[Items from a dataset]
------------------------------------------------------------------------

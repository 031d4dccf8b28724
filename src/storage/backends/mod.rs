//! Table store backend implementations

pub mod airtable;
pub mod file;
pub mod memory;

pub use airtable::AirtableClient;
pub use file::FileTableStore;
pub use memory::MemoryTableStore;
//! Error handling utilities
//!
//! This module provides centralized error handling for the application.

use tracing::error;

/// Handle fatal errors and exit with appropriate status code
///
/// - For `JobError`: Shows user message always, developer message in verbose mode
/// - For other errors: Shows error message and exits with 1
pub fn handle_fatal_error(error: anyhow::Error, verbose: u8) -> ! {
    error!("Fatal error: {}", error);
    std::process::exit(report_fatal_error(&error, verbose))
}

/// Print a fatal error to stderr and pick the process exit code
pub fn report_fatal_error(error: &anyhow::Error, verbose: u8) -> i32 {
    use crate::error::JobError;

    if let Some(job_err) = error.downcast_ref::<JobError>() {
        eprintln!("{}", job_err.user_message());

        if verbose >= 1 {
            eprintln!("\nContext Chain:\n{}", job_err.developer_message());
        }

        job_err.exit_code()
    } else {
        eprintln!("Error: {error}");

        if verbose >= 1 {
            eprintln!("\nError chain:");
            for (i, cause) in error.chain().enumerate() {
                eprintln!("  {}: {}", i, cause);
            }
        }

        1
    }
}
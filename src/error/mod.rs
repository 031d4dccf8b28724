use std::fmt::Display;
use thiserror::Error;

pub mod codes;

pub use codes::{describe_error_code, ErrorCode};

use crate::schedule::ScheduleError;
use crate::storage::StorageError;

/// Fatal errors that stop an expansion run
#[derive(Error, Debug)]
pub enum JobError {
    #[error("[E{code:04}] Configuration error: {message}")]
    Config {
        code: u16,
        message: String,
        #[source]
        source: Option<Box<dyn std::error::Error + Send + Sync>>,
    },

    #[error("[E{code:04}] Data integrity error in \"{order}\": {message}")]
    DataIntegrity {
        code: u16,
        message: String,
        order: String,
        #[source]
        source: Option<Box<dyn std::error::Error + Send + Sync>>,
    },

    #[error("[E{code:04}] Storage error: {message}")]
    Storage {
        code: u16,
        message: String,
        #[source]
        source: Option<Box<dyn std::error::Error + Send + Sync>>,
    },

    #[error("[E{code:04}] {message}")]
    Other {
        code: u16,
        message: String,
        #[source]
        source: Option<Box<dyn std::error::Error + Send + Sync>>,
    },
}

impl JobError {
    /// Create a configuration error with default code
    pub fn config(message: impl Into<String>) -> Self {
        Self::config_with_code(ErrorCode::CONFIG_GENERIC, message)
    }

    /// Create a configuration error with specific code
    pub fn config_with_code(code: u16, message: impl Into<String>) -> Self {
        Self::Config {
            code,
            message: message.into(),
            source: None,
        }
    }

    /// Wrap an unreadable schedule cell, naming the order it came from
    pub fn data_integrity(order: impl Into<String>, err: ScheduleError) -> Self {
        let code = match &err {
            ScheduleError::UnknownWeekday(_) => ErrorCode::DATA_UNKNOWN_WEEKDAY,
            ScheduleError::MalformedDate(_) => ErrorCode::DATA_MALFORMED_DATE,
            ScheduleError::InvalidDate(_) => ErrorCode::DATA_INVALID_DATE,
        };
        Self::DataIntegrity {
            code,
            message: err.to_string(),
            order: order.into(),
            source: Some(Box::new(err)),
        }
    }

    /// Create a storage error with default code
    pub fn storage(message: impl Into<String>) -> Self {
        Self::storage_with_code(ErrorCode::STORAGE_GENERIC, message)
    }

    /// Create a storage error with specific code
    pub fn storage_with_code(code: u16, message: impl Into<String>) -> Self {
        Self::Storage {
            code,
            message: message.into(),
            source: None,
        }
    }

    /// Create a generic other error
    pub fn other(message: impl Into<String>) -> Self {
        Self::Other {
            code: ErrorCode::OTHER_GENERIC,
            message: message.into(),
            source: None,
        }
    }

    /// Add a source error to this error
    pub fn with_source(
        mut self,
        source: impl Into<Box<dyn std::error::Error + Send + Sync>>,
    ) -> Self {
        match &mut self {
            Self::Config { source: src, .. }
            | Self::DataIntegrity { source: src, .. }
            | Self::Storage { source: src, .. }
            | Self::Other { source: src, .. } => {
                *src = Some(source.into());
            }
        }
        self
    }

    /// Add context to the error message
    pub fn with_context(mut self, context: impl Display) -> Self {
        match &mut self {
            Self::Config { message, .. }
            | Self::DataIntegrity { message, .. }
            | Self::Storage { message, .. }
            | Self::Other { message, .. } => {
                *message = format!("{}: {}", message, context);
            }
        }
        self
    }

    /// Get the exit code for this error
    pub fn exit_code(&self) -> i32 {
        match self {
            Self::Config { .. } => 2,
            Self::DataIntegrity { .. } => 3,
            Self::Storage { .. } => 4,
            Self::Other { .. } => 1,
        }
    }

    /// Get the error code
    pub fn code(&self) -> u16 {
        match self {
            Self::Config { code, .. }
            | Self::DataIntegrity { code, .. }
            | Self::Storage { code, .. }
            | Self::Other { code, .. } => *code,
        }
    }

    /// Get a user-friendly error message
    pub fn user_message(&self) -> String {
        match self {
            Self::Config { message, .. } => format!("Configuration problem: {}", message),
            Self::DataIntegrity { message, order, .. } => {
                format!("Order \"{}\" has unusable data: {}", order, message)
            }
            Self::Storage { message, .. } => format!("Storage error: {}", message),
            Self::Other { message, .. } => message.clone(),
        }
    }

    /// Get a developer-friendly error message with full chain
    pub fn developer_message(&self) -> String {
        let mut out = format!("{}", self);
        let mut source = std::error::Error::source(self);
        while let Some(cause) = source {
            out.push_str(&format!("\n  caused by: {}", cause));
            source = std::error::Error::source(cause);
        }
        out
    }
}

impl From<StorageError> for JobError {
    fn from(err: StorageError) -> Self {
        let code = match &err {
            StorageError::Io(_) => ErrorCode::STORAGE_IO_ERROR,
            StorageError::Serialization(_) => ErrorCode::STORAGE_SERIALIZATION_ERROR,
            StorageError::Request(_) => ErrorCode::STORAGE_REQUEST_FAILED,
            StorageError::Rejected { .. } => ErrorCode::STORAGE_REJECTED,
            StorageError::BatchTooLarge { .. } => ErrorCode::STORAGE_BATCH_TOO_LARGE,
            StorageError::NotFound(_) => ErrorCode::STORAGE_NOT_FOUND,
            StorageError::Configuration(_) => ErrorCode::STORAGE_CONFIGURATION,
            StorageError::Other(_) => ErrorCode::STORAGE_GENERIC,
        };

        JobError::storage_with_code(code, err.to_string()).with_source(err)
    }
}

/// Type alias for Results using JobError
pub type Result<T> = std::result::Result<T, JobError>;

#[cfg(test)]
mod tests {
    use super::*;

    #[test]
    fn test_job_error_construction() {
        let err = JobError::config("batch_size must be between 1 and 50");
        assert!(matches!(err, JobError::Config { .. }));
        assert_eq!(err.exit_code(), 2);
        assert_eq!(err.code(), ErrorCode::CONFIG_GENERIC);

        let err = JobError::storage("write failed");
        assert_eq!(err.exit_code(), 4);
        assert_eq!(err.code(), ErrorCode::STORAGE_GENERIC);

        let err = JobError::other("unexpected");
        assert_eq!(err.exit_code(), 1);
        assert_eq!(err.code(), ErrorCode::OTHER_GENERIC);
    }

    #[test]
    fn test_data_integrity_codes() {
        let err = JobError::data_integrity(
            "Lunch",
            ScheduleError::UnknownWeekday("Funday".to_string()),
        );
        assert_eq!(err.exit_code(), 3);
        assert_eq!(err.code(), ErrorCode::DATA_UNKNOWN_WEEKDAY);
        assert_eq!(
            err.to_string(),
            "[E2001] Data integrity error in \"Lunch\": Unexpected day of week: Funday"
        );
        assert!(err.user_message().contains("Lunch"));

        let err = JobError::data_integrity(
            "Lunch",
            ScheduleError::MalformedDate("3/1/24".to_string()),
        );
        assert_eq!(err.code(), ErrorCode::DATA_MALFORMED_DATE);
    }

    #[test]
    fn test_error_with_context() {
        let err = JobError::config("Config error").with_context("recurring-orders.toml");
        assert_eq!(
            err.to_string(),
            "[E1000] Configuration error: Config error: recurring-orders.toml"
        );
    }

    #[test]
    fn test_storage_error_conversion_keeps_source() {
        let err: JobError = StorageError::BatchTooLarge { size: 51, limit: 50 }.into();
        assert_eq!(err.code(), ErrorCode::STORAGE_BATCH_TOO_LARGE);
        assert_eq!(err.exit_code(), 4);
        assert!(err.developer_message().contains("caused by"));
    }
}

------------------------------------------------------------------------

TASK BRIEF: In these entries, please give the number of lines holding the string "airtable" and nothing more.

ANSWER FOR THIS EXERCISE: 2